Retrospectively, William Ruhlmann at AllMusic gave the album three-and-a-half stars, concluding it "was more than the sum of its parts, boasting the sort of vocal interplay and instrumental virtuosity that had always been the hallmarks of Jefferson Airplane and Jefferson Starship. If the band had taken more time to write and find better songs, it might have matched the sales and quality of its predecessor."

"Song to the Sun" was included in the 1977 Laserock program.

==Track listing==

Side one
| No. | Title | Lyrics | Music | Length |
|---|---|---|---|---|
| 1. | "Cruisin'" | Charles Hickox | Hickox | 5:27 |
| 2. | "Dance with the Dragon" | Paul Kantner, Grace Slick, Marty Balin, Craig Chaquico | Kantner, Chaquico, Pete Sears | 5:02 |
| 3. | "Hot Water" | Slick | Sears | 3:17 |
| 4. | "St.

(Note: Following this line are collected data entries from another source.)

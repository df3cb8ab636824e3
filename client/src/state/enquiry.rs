//! Enquiry form state and its submission lifecycle.
//!
//! DESIGN
//! ======
//! The section's lifecycle is a single [`SubmissionPhase`] value instead of
//! separate loading/success flags, so "loading and succeeded" cannot both be
//! true. Validation runs over every required field in one pass and records
//! one message per failing field.
//!
//! A rejected submission lives in [`SubmissionPhase::Failed`], apart from the
//! CAPTCHA validation message, but both render in the slot under the CAPTCHA
//! widget (see [`EnquiryState::captcha_slot_message`]).

#[cfg(test)]
#[path = "enquiry_test.rs"]
mod enquiry_test;

use std::str::FromStr;

use crate::net::types::EnquiryRequest;

/// User-editable enquiry fields, all required.
#[derive(Clone, Copy, Debug, PartialEq, Eq, Hash)]
pub enum EnquiryField {
    FullName,
    PhoneNumber,
    Email,
    ServiceType,
    Message,
}

impl EnquiryField {
    /// Validation order.
    pub const ALL: [Self; 5] = [
        Self::FullName,
        Self::PhoneNumber,
        Self::Email,
        Self::ServiceType,
        Self::Message,
    ];

    /// Form control name, matching the wire key.
    pub fn name(self) -> &'static str {
        match self {
            Self::FullName => "fullName",
            Self::PhoneNumber => "phoneNumber",
            Self::Email => "email",
            Self::ServiceType => "serviceType",
            Self::Message => "message",
        }
    }

    fn missing_message(self) -> &'static str {
        match self {
            Self::FullName => "Please enter your full name.",
            Self::PhoneNumber => "Please enter your phone number.",
            Self::Email => "Please enter your email address.",
            Self::ServiceType => "Please select a service type.",
            Self::Message => "Please enter a message.",
        }
    }
}

/// A form control name that is not an enquiry field.
#[derive(Debug, Clone, PartialEq, Eq, thiserror::Error)]
#[error("unknown enquiry field: {0}")]
pub struct UnknownField(pub String);

impl FromStr for EnquiryField {
    type Err = UnknownField;

    fn from_str(s: &str) -> Result<Self, Self::Err> {
        Self::ALL
            .into_iter()
            .find(|field| field.name() == s)
            .ok_or_else(|| UnknownField(s.to_owned()))
    }
}

/// Reasons a submit attempt is stopped before any request is made.
#[derive(Debug, Clone, Copy, PartialEq, Eq, thiserror::Error)]
pub enum ValidationIssue {
    #[error("{}", .0.missing_message())]
    MissingRequiredField(EnquiryField),

    #[error("Please complete the reCAPTCHA verification.")]
    MissingCaptcha,
}

/// Controlled values of the enquiry form.
#[derive(Clone, Debug, Default, PartialEq, Eq)]
pub struct EnquiryForm {
    pub full_name: String,
    pub phone_number: String,
    pub email: String,
    pub service_type: String,
    pub message: String,
    pub referer_url: String,
    pub submitted_url: String,
}

impl EnquiryForm {
    /// Empty form with both URL fields captured from `location`.
    pub fn new(location: &str) -> Self {
        Self {
            referer_url: location.to_owned(),
            submitted_url: location.to_owned(),
            ..Self::default()
        }
    }

    pub fn value(&self, field: EnquiryField) -> &str {
        match field {
            EnquiryField::FullName => &self.full_name,
            EnquiryField::PhoneNumber => &self.phone_number,
            EnquiryField::Email => &self.email,
            EnquiryField::ServiceType => &self.service_type,
            EnquiryField::Message => &self.message,
        }
    }

    fn value_mut(&mut self, field: EnquiryField) -> &mut String {
        match field {
            EnquiryField::FullName => &mut self.full_name,
            EnquiryField::PhoneNumber => &mut self.phone_number,
            EnquiryField::Email => &mut self.email,
            EnquiryField::ServiceType => &mut self.service_type,
            EnquiryField::Message => &mut self.message,
        }
    }

    fn to_request(&self, recaptcha_token: &str) -> EnquiryRequest {
        EnquiryRequest {
            full_name: self.full_name.clone(),
            phone_number: self.phone_number.clone(),
            email: self.email.clone(),
            service_type: self.service_type.clone(),
            message: self.message.clone(),
            referer_url: self.referer_url.clone(),
            submitted_url: self.submitted_url.clone(),
            recaptcha_token: recaptcha_token.to_owned(),
        }
    }
}

/// Per-field validation messages; empty string means no error.
#[derive(Clone, Debug, Default, PartialEq, Eq)]
pub struct FieldErrors {
    pub full_name: String,
    pub phone_number: String,
    pub email: String,
    pub service_type: String,
    pub message: String,
    pub recaptcha: String,
}

impl FieldErrors {
    pub fn get(&self, field: EnquiryField) -> &str {
        match field {
            EnquiryField::FullName => &self.full_name,
            EnquiryField::PhoneNumber => &self.phone_number,
            EnquiryField::Email => &self.email,
            EnquiryField::ServiceType => &self.service_type,
            EnquiryField::Message => &self.message,
        }
    }

    pub fn is_empty(&self) -> bool {
        EnquiryField::ALL.into_iter().all(|f| self.get(f).is_empty()) && self.recaptcha.is_empty()
    }

    fn slot_mut(&mut self, field: EnquiryField) -> &mut String {
        match field {
            EnquiryField::FullName => &mut self.full_name,
            EnquiryField::PhoneNumber => &mut self.phone_number,
            EnquiryField::Email => &mut self.email,
            EnquiryField::ServiceType => &mut self.service_type,
            EnquiryField::Message => &mut self.message,
        }
    }

    fn record(&mut self, issue: ValidationIssue) {
        let slot = match issue {
            ValidationIssue::MissingRequiredField(field) => self.slot_mut(field),
            ValidationIssue::MissingCaptcha => &mut self.recaptcha,
        };
        *slot = issue.to_string();
    }
}

/// Where the section is in its submit lifecycle.
#[derive(Clone, Debug, Default, PartialEq, Eq)]
pub enum SubmissionPhase {
    #[default]
    Editing,
    Submitting,
    /// Request accepted; the confirmation modal is visible.
    Succeeded,
    /// Request rejected with a visitor-facing message.
    Failed(String),
}

/// Check every required field and the CAPTCHA token, collecting all issues.
///
/// # Errors
///
/// Returns every [`ValidationIssue`] found, in field order with the CAPTCHA last.
pub fn validate(form: &EnquiryForm, captcha_token: &str) -> Result<(), Vec<ValidationIssue>> {
    let mut issues: Vec<ValidationIssue> = EnquiryField::ALL
        .into_iter()
        .filter(|field| form.value(*field).is_empty())
        .map(ValidationIssue::MissingRequiredField)
        .collect();
    if captcha_token.is_empty() {
        issues.push(ValidationIssue::MissingCaptcha);
    }
    if issues.is_empty() {
        Ok(())
    } else {
        Err(issues)
    }
}

/// Full state owned by the get-in-touch section.
#[derive(Clone, Debug, Default, PartialEq, Eq)]
pub struct EnquiryState {
    pub form: EnquiryForm,
    pub captcha_token: String,
    pub errors: FieldErrors,
    pub phase: SubmissionPhase,
}

impl EnquiryState {
    pub fn new(location: &str) -> Self {
        Self { form: EnquiryForm::new(location), ..Self::default() }
    }

    pub fn is_submitting(&self) -> bool {
        self.phase == SubmissionPhase::Submitting
    }

    pub fn confirmation_open(&self) -> bool {
        self.phase == SubmissionPhase::Succeeded
    }

    /// Store an edited value and clear that field's error.
    pub fn set_field(&mut self, field: EnquiryField, value: String) {
        *self.form.value_mut(field) = value;
        self.errors.slot_mut(field).clear();
    }

    /// Store the token reported by the CAPTCHA widget (empty on expiry).
    pub fn set_captcha_token(&mut self, token: String) {
        if !token.is_empty() {
            self.errors.recaptcha.clear();
        }
        self.captcha_token = token;
    }

    /// Validate and, when everything is present, enter `Submitting`.
    ///
    /// Returns the request to send, or `None` when validation failed or a
    /// request is already in flight.
    pub fn begin_submit(&mut self) -> Option<EnquiryRequest> {
        if self.is_submitting() {
            return None;
        }
        self.errors = FieldErrors::default();
        if let Err(issues) = validate(&self.form, &self.captcha_token) {
            for issue in issues {
                self.errors.record(issue);
            }
            self.phase = SubmissionPhase::Editing;
            return None;
        }
        self.phase = SubmissionPhase::Submitting;
        Some(self.form.to_request(&self.captcha_token))
    }

    /// Reset after an accepted submission; URLs are re-captured from `location`.
    pub fn complete_success(&mut self, location: &str) {
        if !self.is_submitting() {
            return;
        }
        self.form = EnquiryForm::new(location);
        self.captcha_token.clear();
        self.errors = FieldErrors::default();
        self.phase = SubmissionPhase::Succeeded;
    }

    /// Record a rejected submission; values and field errors are kept.
    pub fn complete_failure(&mut self, message: impl Into<String>) {
        if !self.is_submitting() {
            return;
        }
        self.phase = SubmissionPhase::Failed(message.into());
    }

    /// Close the confirmation modal.
    pub fn dismiss_confirmation(&mut self) {
        if self.confirmation_open() {
            self.phase = SubmissionPhase::Editing;
        }
    }

    /// Message rendered under the CAPTCHA widget, if any.
    pub fn captcha_slot_message(&self) -> Option<&str> {
        match &self.phase {
            SubmissionPhase::Failed(message) => Some(message.as_str()),
            _ if !self.errors.recaptcha.is_empty() => Some(self.errors.recaptcha.as_str()),
            _ => None,
        }
    }
}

Charles" | Kantner, Balin, Jesse Barish, Chaquico, Thunderhawk | Kantner, Chaquico | 6:38 |

Side two
| No. | Title | Lyrics | Music | Length |
|---|---|---|---|---|
| 5. | "Song to the Sun: Part I: Ozymandias / Part II: Don't Let It Rain" | instrumental / Kantner, China Wing Kantner | P. Kantner, Chaquico, John Barbata, David Freiberg, Sears, Slick / P. Kantner | 1:39 / 5:36 |
| 6. | "With Your Love" | Balin, Joey Covington, Vic Smith | Balin, Covington, Smith | 3:33 |
| 7. | "Switchblade" | Slick | Slick | 4:01 |
| 8. | "Big City" | Barbata, Joel Scott Hill, Chris Ethridge | Barbata, Hill, Ethridge | 3:20 |
| 9. | "Love Lovely Love" | Barish | Barish | 3:31 |

==Personnel==
- Grace Slick – lead (3, 7) and backing vocals, piano (5, 7)
- Marty Balin – lead (1, 4, 6, 9) and backing vocals
- Paul Kantner – lead (2, 5) and backing vocals, rhythm guitar
- Craig Chaquico – lead guitar, backing vocals
- David Freiberg – keyboards (1–4, 6, 9), ARP synthesizer (5), bass (7, 8), backing vocals
- Pete Sears – bass (1–6, 9), piano (2, 5b), Mellotron (3), keyboards (4, 8), organ (5a, 7), Moog (5a, 7)
- John Barbata – drums, percussion, backing and lead (8) vocals

- Additional personnel
- Bobbye Hall – percussion, congas
- Dave Roberts – string and horn arrangements
- Steven Schuster – saxophone (5b)

===Production===
- Jefferson Starship – producer, art direction
- Larry Cox – producer, engineer
- Steve Malcolm – assistant to the engineer
- Pat Ieraci (Maurice) – production coordinator
- Bill Thompson – manager
- Cassandra Gaviola – dragon princess
- Paul Dowell – amp consultant
- John Langdon – label art
- Tim Bryant/Gribbit – album design, art direction
- Ron Slenzak – cover photography
- Shusei Nagaoka – illustration
- Recorded and Mixed at Wally Heiders, San Francisco
- Mastered by Kent Duncan, Kendun Recorders, Burbank

==Singles / music videos==
- "With Your Love" (7/24/76) #12 US
- "St. Charles" (12/4/76) #64 US

==Charts==

===Weekly charts===

| Chart (1976) | Peak position |
|---|---|
| Australian Albums (Kent Music Report) | 62 |
| Canada Top Albums/CDs (RPM) | 3 |
| Dutch Albums (Album Top 100) | 17 |
| New Zealand Albums (RMNZ) | 13 |
| UK Albums (Official Charts) | 30 |
| US Billboard 200 | 3 |
| US Cashbox Top 200 | 1 |

===Year-end charts===

| Chart (1976) | Position |
|---|---|
| Canada Top Albums/CDs (RPM) | 21 |
| US Billboard 200 | 88 |

==Certifications==

| Region | Certification | Certified units/sales |
| Canada (Music Canada) | Gold | 50,000^{^} |
| United States (RIAA) | Platinum | 1,000,000^{^} |
^{^} Shipments figures based on certification alone.